BEGIN Provided records
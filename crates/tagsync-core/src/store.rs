//! Remote resource store capability.
//!
//! The engine's only I/O surface. The trait deliberately offers no way to
//! write roles: synchronization is one-directional, and the principal the
//! engine runs under needs only list/describe on policies and roles plus
//! tag/untag on policies.

use std::collections::BTreeSet;

use async_trait::async_trait;
use serde::{Deserialize, Serialize};

use crate::error::StoreError;
use crate::model::{IdentityRole, ManagedPolicy, TagMap};

/// One page of a policy listing.
#[derive(Debug, Clone, Default, PartialEq, Eq, Serialize, Deserialize)]
pub struct PolicyPage {
    pub policies: Vec<ManagedPolicy>,
    /// Token for the next page; `None` once the listing is exhausted.
    #[serde(default)]
    pub next_token: Option<String>,
}

/// List/get/tag calls against the system that owns roles and policies.
#[async_trait]
pub trait ResourceStore: Send + Sync {
    /// Fetch one page of policies. `None` requests the first page.
    async fn list_policies(&self, page_token: Option<&str>) -> Result<PolicyPage, StoreError>;

    /// List the roles (with their tags) attached to a policy.
    async fn list_attached_roles(&self, policy_id: &str) -> Result<Vec<IdentityRole>, StoreError>;

    /// Add or overwrite tags on a policy.
    async fn tag_policy(&self, policy_id: &str, tags: &TagMap) -> Result<(), StoreError>;

    /// Remove tag keys from a policy.
    async fn untag_policy(&self, policy_id: &str, keys: &BTreeSet<String>)
    -> Result<(), StoreError>;

    /// Whether [`ResourceStore::update_policy_tags`] is available.
    fn supports_batched_update(&self) -> bool {
        false
    }

    /// Set and remove tags in one call.
    async fn update_policy_tags(
        &self,
        policy_id: &str,
        set: &TagMap,
        remove: &BTreeSet<String>,
    ) -> Result<(), StoreError> {
        let _ = (policy_id, set, remove);
        Err(StoreError::Unsupported("update_policy_tags"))
    }
}
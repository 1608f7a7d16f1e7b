//! Tracing subscriber setup.

use tracing_subscriber::{EnvFilter, fmt, prelude::*};

use crate::cli::LogFormat;

/// Install the global subscriber. `RUST_LOG` wins over the `info` default.
pub fn init(format: LogFormat) {
    let filter = EnvFilter::try_from_default_env().unwrap_or_else(|_| EnvFilter::new("info"));
    let registry = tracing_subscriber::registry().with(filter);

    match format {
        LogFormat::Pretty => registry
            .with(fmt::layer().with_writer(std::io::stderr))
            .init(),
        LogFormat::Json => registry
            .with(
                fmt::layer()
                    .json()
                    .with_current_span(true)
                    .with_writer(std::io::stderr),
            )
            .init(),
    }
}
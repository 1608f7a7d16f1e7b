//! Target tag resolution.
//!
//! A policy's target tag set is the union of the non-reserved tags of every
//! role attached to it. When two roles disagree on a key, the role with the
//! lexicographically smallest id wins. Discovery order carries no meaning,
//! so "last writer wins" would make the result depend on remote listing
//! order; the id rule makes it a pure function of the role set.

use crate::model::{IdentityRole, TagMap};
use crate::reserved::RESERVED_KEYS;

/// Compute the target tag set for a policy from its attached roles.
///
/// An empty role set resolves to an empty map, which converges the policy to
/// having no non-reserved tags.
#[must_use]
pub fn resolve<'a, I>(roles: I) -> TagMap
where
    I: IntoIterator<Item = &'a IdentityRole>,
{
    let mut ordered: Vec<&IdentityRole> = roles.into_iter().collect();
    // Duplicate ids fall back to comparing tag maps so the order stays total.
    ordered.sort_by(|a, b| a.id.cmp(&b.id).then_with(|| a.tags.cmp(&b.tags)));

    let mut target = TagMap::new();
    for role in ordered {
        for (key, value) in &role.tags {
            if RESERVED_KEYS.is_reserved(key) {
                continue;
            }
            target
                .entry(key.clone())
                .or_insert_with(|| value.clone());
        }
    }
    target
}

#[cfg(test)]
mod tests {
    use super::*;
    use proptest::prelude::*;

    fn role(id: &str, tags: &[(&str, &str)]) -> IdentityRole {
        tags.iter()
            .fold(IdentityRole::new(id, id), |r, (k, v)| r.with_tag(*k, *v))
    }

    #[test]
    fn union_of_disjoint_tags() {
        let roles = [
            role("roleA", &[("env", "prod")]),
            role("roleB", &[("team", "x")]),
        ];
        let target = resolve(&roles);
        assert_eq!(
            target,
            TagMap::from([
                ("env".to_string(), "prod".to_string()),
                ("team".to_string(), "x".to_string()),
            ])
        );
    }

    #[test]
    fn smallest_role_id_wins_collision() {
        let forward = [role("b", &[("owner", "B")]), role("a", &[("owner", "A")])];
        let backward = [role("a", &[("owner", "A")]), role("b", &[("owner", "B")])];

        let expected = TagMap::from([("owner".to_string(), "A".to_string())]);
        assert_eq!(resolve(&forward), expected);
        assert_eq!(resolve(&backward), expected);
    }

    #[test]
    fn reserved_keys_are_dropped() {
        let roles = [role(
            "a",
            &[("aws:cloudformation:stack-name", "s"), ("env", "dev")],
        )];
        let target = resolve(&roles);
        assert_eq!(target.len(), 1);
        assert!(target.contains_key("env"));
    }

    #[test]
    fn no_roles_resolves_to_empty() {
        let target = resolve(std::iter::empty::<&IdentityRole>());
        assert!(target.is_empty());
    }

    fn arb_role() -> impl Strategy<Value = IdentityRole> {
        (
            "[a-d]{1,2}",
            prop::collection::btree_map("[a-c]", "[x-z]", 0..4),
        )
            .prop_map(|(id, tags)| {
                let mut role = IdentityRole::new(id.clone(), id);
                role.tags = tags;
                role
            })
    }

    proptest! {
        #[test]
        fn resolution_ignores_input_order(mut roles in prop::collection::vec(arb_role(), 0..6)) {
            let first = resolve(&roles);
            roles.reverse();
            let second = resolve(&roles);
            prop_assert_eq!(first, second);
        }

        #[test]
        fn every_resolved_value_comes_from_smallest_carrier(roles in prop::collection::vec(arb_role(), 1..6)) {
            let target = resolve(&roles);
            for (key, value) in &target {
                let winner = roles
                    .iter()
                    .filter(|r| r.tags.contains_key(key))
                    .min_by(|a, b| a.id.cmp(&b.id).then_with(|| a.tags.cmp(&b.tags)))
                    .and_then(|r| r.tags.get(key));
                prop_assert_eq!(Some(value), winner);
            }
        }
    }
}
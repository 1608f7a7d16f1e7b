//! One reconciliation pass.
//!
//! # Design
//!
//! A run has two phases. The inventory phase drains the lazy policy listing
//! page by page; if it fails, or shutdown is requested, the run ends before
//! any mutation. The convergence phase fans policies out over a bounded worker pool
//! (`JoinSet` + `Semaphore`); each worker looks up roles, resolves, plans and
//! applies on its own, and hands its outcome back to the coordinator task,
//! which is the only writer of the summary.

use std::collections::{BTreeSet, HashMap};
use std::panic::AssertUnwindSafe;
use std::sync::Arc;

use futures_util::{FutureExt, TryStreamExt};
use tokio::sync::{Semaphore, watch};
use tokio::task::{self, JoinError, JoinSet};
use tracing::{debug, error, info, instrument, warn};
use uuid::Uuid;

use crate::enumerator::Enumerator;
use crate::error::DiscoveryError;
use crate::executor::MutationExecutor;
use crate::model::ManagedPolicy;
use crate::planner::{SyncMode, plan_with_mode};
use crate::resolver::resolve;
use crate::retry::RetryPolicy;
use crate::store::ResourceStore;
use crate::summary::{FailureKind, PairFailure, PairOutcome, RunSummary, SummaryBuilder};

/// Per-run tuning.
#[derive(Debug, Clone, PartialEq, Eq)]
pub struct EngineOptions {
    /// Upper bound on policies processed at once.
    pub concurrency: usize,
    pub mode: SyncMode,
    /// Plan and log, but never write.
    pub dry_run: bool,
    /// Policy names to restrict the run to. Empty means all.
    pub targets: BTreeSet<String>,
}

impl Default for EngineOptions {
    fn default() -> Self {
        Self {
            concurrency: 8,
            mode: SyncMode::Authoritative,
            dry_run: false,
            targets: BTreeSet::new(),
        }
    }
}

/// Drives enumerate → resolve → plan → apply for every policy.
pub struct RunCoordinator {
    enumerator: Enumerator,
    executor: MutationExecutor,
    options: EngineOptions,
    shutdown: Option<watch::Receiver<bool>>,
}

impl RunCoordinator {
    #[must_use]
    pub fn new(store: Arc<dyn ResourceStore>, retry: RetryPolicy, options: EngineOptions) -> Self {
        let enumerator = Enumerator::new(Arc::clone(&store), retry.clone())
            .with_targets(options.targets.iter().cloned());
        let executor = MutationExecutor::new(store, retry);
        Self {
            enumerator,
            executor,
            options,
            shutdown: None,
        }
    }

    /// Stop scheduling new policies once `shutdown` turns true.
    #[must_use]
    pub fn with_shutdown(mut self, shutdown: watch::Receiver<bool>) -> Self {
        self.shutdown = Some(shutdown);
        self
    }

    #[must_use]
    pub const fn options(&self) -> &EngineOptions {
        &self.options
    }

    fn shutdown_requested(&self) -> bool {
        self.shutdown.as_ref().is_some_and(|rx| *rx.borrow())
    }

    /// Run one pass with a fresh run id.
    pub async fn run_once(&self) -> Result<RunSummary, DiscoveryError> {
        self.run_once_with_id(Uuid::new_v4()).await
    }

    /// Run one pass under a caller-chosen run id (e.g. the lease holder's).
    #[instrument(skip(self), fields(run_id = %run_id, mode = %self.options.mode, dry_run = self.options.dry_run))]
    pub async fn run_once_with_id(&self, run_id: Uuid) -> Result<RunSummary, DiscoveryError> {
        let mut builder = SummaryBuilder::start(run_id, self.options.dry_run);
        info!("Starting tag synchronization run");

        let mut cancelled = false;
        let mut inventory: Vec<ManagedPolicy> = Vec::new();
        let mut listing = std::pin::pin!(self.enumerator.policies());
        while let Some(policy) = listing.try_next().await? {
            inventory.push(policy);
            if self.shutdown_requested() {
                warn!("Shutdown requested during discovery; no policy will be changed");
                cancelled = true;
                inventory.clear();
                break;
            }
        }
        info!(policies = inventory.len(), "Discovered candidate policies");

        let permits = Arc::new(Semaphore::new(self.options.concurrency.max(1)));
        let mut workers: JoinSet<(String, PairOutcome)> = JoinSet::new();
        let mut in_flight: HashMap<task::Id, String> = HashMap::new();

        for policy in inventory {
            while let Some(joined) = workers.try_join_next_with_id() {
                record_joined(&mut builder, &mut in_flight, joined);
            }

            let Ok(permit) = Arc::clone(&permits).acquire_owned().await else {
                break;
            };
            if self.shutdown_requested() {
                warn!("Shutdown requested; not scheduling remaining policies");
                cancelled = true;
                break;
            }

            let enumerator = self.enumerator.clone();
            let executor = self.executor.clone();
            let mode = self.options.mode;
            let dry_run = self.options.dry_run;
            let policy_id = policy.id.clone();
            let handle = workers.spawn(async move {
                let _permit = permit;
                let policy_id = policy.id.clone();
                let outcome = AssertUnwindSafe(process_pair(
                    &enumerator,
                    &executor,
                    policy,
                    mode,
                    dry_run,
                ))
                .catch_unwind()
                .await
                .unwrap_or_else(|_| {
                    PairOutcome::Failed(PairFailure {
                        policy_id: policy_id.clone(),
                        kind: FailureKind::Internal,
                        reason: "worker panicked".to_string(),
                    })
                });
                (policy_id, outcome)
            });
            in_flight.insert(handle.id(), policy_id);
        }

        while let Some(joined) = workers.join_next_with_id().await {
            record_joined(&mut builder, &mut in_flight, joined);
        }

        let summary = builder.finish(cancelled);
        info!(
            scanned = summary.policies_scanned(),
            mutated = summary.policies_mutated(),
            unchanged = summary.policies_unchanged(),
            failures = summary.failures().len(),
            cancelled = summary.cancelled(),
            summary = %serde_json::to_string(&summary).unwrap_or_default(),
            "Tag synchronization run finished"
        );
        Ok(summary)
    }
}

fn record_joined(
    builder: &mut SummaryBuilder,
    in_flight: &mut HashMap<task::Id, String>,
    joined: Result<(task::Id, (String, PairOutcome)), JoinError>,
) {
    match joined {
        Ok((id, (_, outcome))) => {
            in_flight.remove(&id);
            builder.record(outcome);
        }
        Err(err) => {
            let policy_id = in_flight.remove(&err.id()).unwrap_or_default();
            error!(policy_id = %policy_id, error = %err, "Policy worker did not complete");
            builder.record(PairOutcome::Failed(PairFailure {
                policy_id,
                kind: FailureKind::Internal,
                reason: format!("worker did not complete: {err}"),
            }));
        }
    }
}

#[instrument(skip_all, fields(policy_id = %policy.id))]
async fn process_pair(
    enumerator: &Enumerator,
    executor: &MutationExecutor,
    policy: ManagedPolicy,
    mode: SyncMode,
    dry_run: bool,
) -> PairOutcome {
    let roles = match enumerator.attached_roles(&policy).await {
        Ok(roles) => roles,
        Err(err) => {
            warn!(error = %err, "Skipping policy: attached roles unavailable");
            return PairOutcome::Failed(PairFailure::from_discovery(&policy.id, &err));
        }
    };

    let target = resolve(&roles);
    let plan = plan_with_mode(&policy, &target, mode);
    if plan.is_noop() {
        debug!(roles = roles.len(), "Policy already converged");
        return PairOutcome::Unchanged;
    }

    if dry_run {
        info!(
            to_set = ?plan.to_set(),
            to_remove = ?plan.to_remove(),
            "Dry run: policy would be updated"
        );
        return PairOutcome::Mutated;
    }

    match executor.apply(&plan).await {
        Ok(_) => PairOutcome::Mutated,
        Err(err) => {
            if err.is_permission() {
                error!(error = %err, "Permission denied; check the engine's role grants");
            } else {
                warn!(error = %err, "Policy mutation failed");
            }
            PairOutcome::Failed(PairFailure::from_mutation(&err))
        }
    }
}
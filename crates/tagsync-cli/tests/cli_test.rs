//! Integration tests for the `tagsync` binary.

use std::path::Path;

use assert_cmd::Command;
use assert_cmd::assert::OutputAssertExt;
use predicates::prelude::*;
use serde_json::{Value, json};
use tagsync_core::lease::RunLease;
use tempfile::TempDir;
use uuid::Uuid;
use wiremock::matchers::{method, path};
use wiremock::{Mock, MockServer, ResponseTemplate};

/// Get the `tagsync` command with a clean environment.
fn tagsync_cmd() -> Command {
    let mut cmd = Command::new(env!("CARGO_BIN_EXE_tagsync"));
    // Suppress tracing output during tests
    cmd.env("RUST_LOG", "error");
    for var in [
        "TAGSYNC_CONFIG",
        "TAGSYNC_ENDPOINT",
        "TAGSYNC_REGION",
        "AWS_REGION",
        "TAGSYNC_CONCURRENCY",
        "TAGSYNC_DRY_RUN",
        "TAGSYNC_MODE",
        "TAGSYNC_LOG_FORMAT",
    ] {
        cmd.env_remove(var);
    }
    cmd
}

fn write_config(dir: &Path, endpoint: &str) -> std::path::PathBuf {
    let path = dir.join("tagsync.toml");
    let body = format!(
        r#"
[store]
endpoint = "{endpoint}"
region = "us-east-1"
request_timeout_ms = 2000

[retry]
max_retries = 0

[lease]
dir = "{}"
"#,
        dir.display()
    );
    std::fs::write(&path, body).expect("write config");
    path
}

async fn mount_single_policy(server: &MockServer, put_status: u16) {
    Mock::given(method("GET"))
        .and(path("/policies"))
        .respond_with(ResponseTemplate::new(200).set_body_json(json!({
            "policies": [{"id": "p-1", "name": "ec2-readonly", "tags": {"stale": "1"}}],
            "next_token": null
        })))
        .mount(server)
        .await;
    Mock::given(method("GET"))
        .and(path("/policies/p-1/roles"))
        .respond_with(ResponseTemplate::new(200).set_body_json(json!({
            "roles": [{"id": "r-1", "name": "ops", "tags": {"team": "ops"}}]
        })))
        .mount(server)
        .await;
    Mock::given(method("PUT"))
        .and(path("/policies/p-1/tags"))
        .respond_with(ResponseTemplate::new(put_status))
        .mount(server)
        .await;
    Mock::given(method("DELETE"))
        .and(path("/policies/p-1/tags"))
        .respond_with(ResponseTemplate::new(204))
        .mount(server)
        .await;
}

/// Run the binary off the async runtime so the mock server keeps serving.
async fn run_blocking(mut cmd: Command) -> assert_cmd::assert::Assert {
    tokio::task::spawn_blocking(move || cmd.output())
        .await
        .expect("join")
        .expect("spawn tagsync")
        .assert()
}

mod check_config {
    use super::*;

    #[test]
    fn prints_effective_config() {
        let tmp = TempDir::new().unwrap();
        let config = write_config(tmp.path(), "https://tags.example.internal");

        tagsync_cmd()
            .args(["--config", config.to_str().unwrap(), "check-config"])
            .assert()
            .success()
            .stdout(predicate::str::contains("\"region\": \"us-east-1\""))
            .stdout(predicate::str::contains("\"concurrency\": 8"));
    }

    #[test]
    fn environment_overrides_file() {
        let tmp = TempDir::new().unwrap();
        let config = write_config(tmp.path(), "https://tags.example.internal");

        tagsync_cmd()
            .env("TAGSYNC_CONCURRENCY", "21")
            .env("TAGSYNC_REGION", "eu-central-1")
            .args(["--config", config.to_str().unwrap(), "check-config"])
            .assert()
            .success()
            .stdout(predicate::str::contains("\"concurrency\": 21"))
            .stdout(predicate::str::contains("eu-central-1"));
    }

    #[test]
    fn reports_the_current_lease_holder() {
        let tmp = TempDir::new().unwrap();
        let config = write_config(tmp.path(), "https://tags.example.internal");
        let holder = Uuid::new_v4();
        let _lease = RunLease::acquire(tmp.path(), "tagsync", holder).unwrap();

        tagsync_cmd()
            .env("RUST_LOG", "info")
            .args(["--config", config.to_str().unwrap(), "check-config"])
            .assert()
            .success()
            .stderr(predicate::str::contains("Run lease is currently held"))
            .stderr(predicate::str::contains(holder.to_string()));
    }

    #[test]
    fn missing_region_is_fatal() {
        tagsync_cmd()
            .env("TAGSYNC_ENDPOINT", "https://tags.example.internal")
            .arg("check-config")
            .assert()
            .code(1)
            .stderr(predicate::str::contains("store.region"));
    }

    #[test]
    fn missing_config_file_is_fatal() {
        tagsync_cmd()
            .args(["--config", "/nonexistent/tagsync.toml", "check-config"])
            .assert()
            .code(1)
            .stderr(predicate::str::contains("failed to read config file"));
    }
}

mod run {
    use super::*;

    #[test]
    fn unreachable_store_is_fatal() {
        let tmp = TempDir::new().unwrap();
        // Port 9 (discard) is not listening on test hosts.
        let config = write_config(tmp.path(), "http://127.0.0.1:9");

        tagsync_cmd()
            .args(["--config", config.to_str().unwrap(), "run"])
            .assert()
            .code(1)
            .stderr(predicate::str::contains("policy discovery failed"));
    }

    #[test]
    fn held_lease_skips_the_run() {
        let tmp = TempDir::new().unwrap();
        let config = write_config(tmp.path(), "http://127.0.0.1:9");
        let _lease = RunLease::acquire(tmp.path(), "tagsync", Uuid::new_v4()).unwrap();

        tagsync_cmd()
            .args(["--config", config.to_str().unwrap(), "run"])
            .assert()
            .code(3)
            .stdout(predicate::str::is_empty());
    }

    #[tokio::test(flavor = "multi_thread")]
    async fn converges_and_prints_summary() {
        let server = MockServer::start().await;
        mount_single_policy(&server, 204).await;
        let tmp = TempDir::new().unwrap();
        let config = write_config(tmp.path(), &server.uri());

        let mut cmd = tagsync_cmd();
        cmd.args(["--config", config.to_str().unwrap(), "run"]);
        let assert = run_blocking(cmd).await.success();

        let summary: Value = serde_json::from_slice(&assert.get_output().stdout).unwrap();
        assert_eq!(summary["policies_scanned"], 1);
        assert_eq!(summary["policies_mutated"], 1);
        assert_eq!(summary["failures"], json!([]));

        let requests = server.received_requests().await.unwrap();
        assert!(
            requests
                .iter()
                .all(|r| r.headers.contains_key("x-tagsync-run-id"))
        );
        assert!(requests.iter().any(|r| r.method.as_str() == "PUT"));
        assert!(requests.iter().any(|r| r.method.as_str() == "DELETE"));
    }

    #[tokio::test(flavor = "multi_thread")]
    async fn failures_change_exit_code_only_when_asked() {
        let server = MockServer::start().await;
        mount_single_policy(&server, 403).await;
        let tmp = TempDir::new().unwrap();
        let config = write_config(tmp.path(), &server.uri());

        let mut lenient = tagsync_cmd();
        lenient.args(["--config", config.to_str().unwrap(), "run"]);
        let assert = run_blocking(lenient).await.success();
        let summary: Value = serde_json::from_slice(&assert.get_output().stdout).unwrap();
        assert_eq!(summary["failures"][0]["kind"], "permission");

        let mut strict = tagsync_cmd();
        strict.args(["--config", config.to_str().unwrap(), "run", "--fail-on-errors"]);
        run_blocking(strict).await.code(2);
    }

    #[tokio::test(flavor = "multi_thread")]
    async fn dry_run_never_writes() {
        let server = MockServer::start().await;
        mount_single_policy(&server, 204).await;
        let tmp = TempDir::new().unwrap();
        let config = write_config(tmp.path(), &server.uri());

        let mut cmd = tagsync_cmd();
        cmd.args(["--config", config.to_str().unwrap(), "run", "--dry-run"]);
        let assert = run_blocking(cmd).await.success();

        let summary: Value = serde_json::from_slice(&assert.get_output().stdout).unwrap();
        assert_eq!(summary["dry_run"], true);
        assert_eq!(summary["policies_mutated"], 1);
        let requests = server.received_requests().await.unwrap();
        assert!(requests.iter().all(|r| r.method.as_str() == "GET"));
    }
}

mod plan {
    use super::*;

    #[tokio::test(flavor = "multi_thread")]
    async fn prints_one_line_per_pending_policy() {
        let server = MockServer::start().await;
        mount_single_policy(&server, 204).await;
        let tmp = TempDir::new().unwrap();
        let config = write_config(tmp.path(), &server.uri());

        let mut cmd = tagsync_cmd();
        cmd.args(["--config", config.to_str().unwrap(), "plan"]);
        let assert = run_blocking(cmd).await.success();

        let stdout = String::from_utf8(assert.get_output().stdout.clone()).unwrap();
        let lines: Vec<Value> = stdout
            .lines()
            .map(|l| serde_json::from_str(l).unwrap())
            .collect();
        assert_eq!(lines.len(), 1);
        assert_eq!(lines[0]["policy_id"], "p-1");
        assert_eq!(lines[0]["policy_name"], "ec2-readonly");
        assert_eq!(lines[0]["to_set"], json!({"team": "ops"}));
        assert_eq!(lines[0]["to_remove"], json!(["stale"]));

        let requests = server.received_requests().await.unwrap();
        assert!(requests.iter().all(|r| r.method.as_str() == "GET"));
    }
}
END Provided records
- _Exercise brief_
Lines holding "central" in the material above: report their number and nothing else.

- _Output of the exercise_
2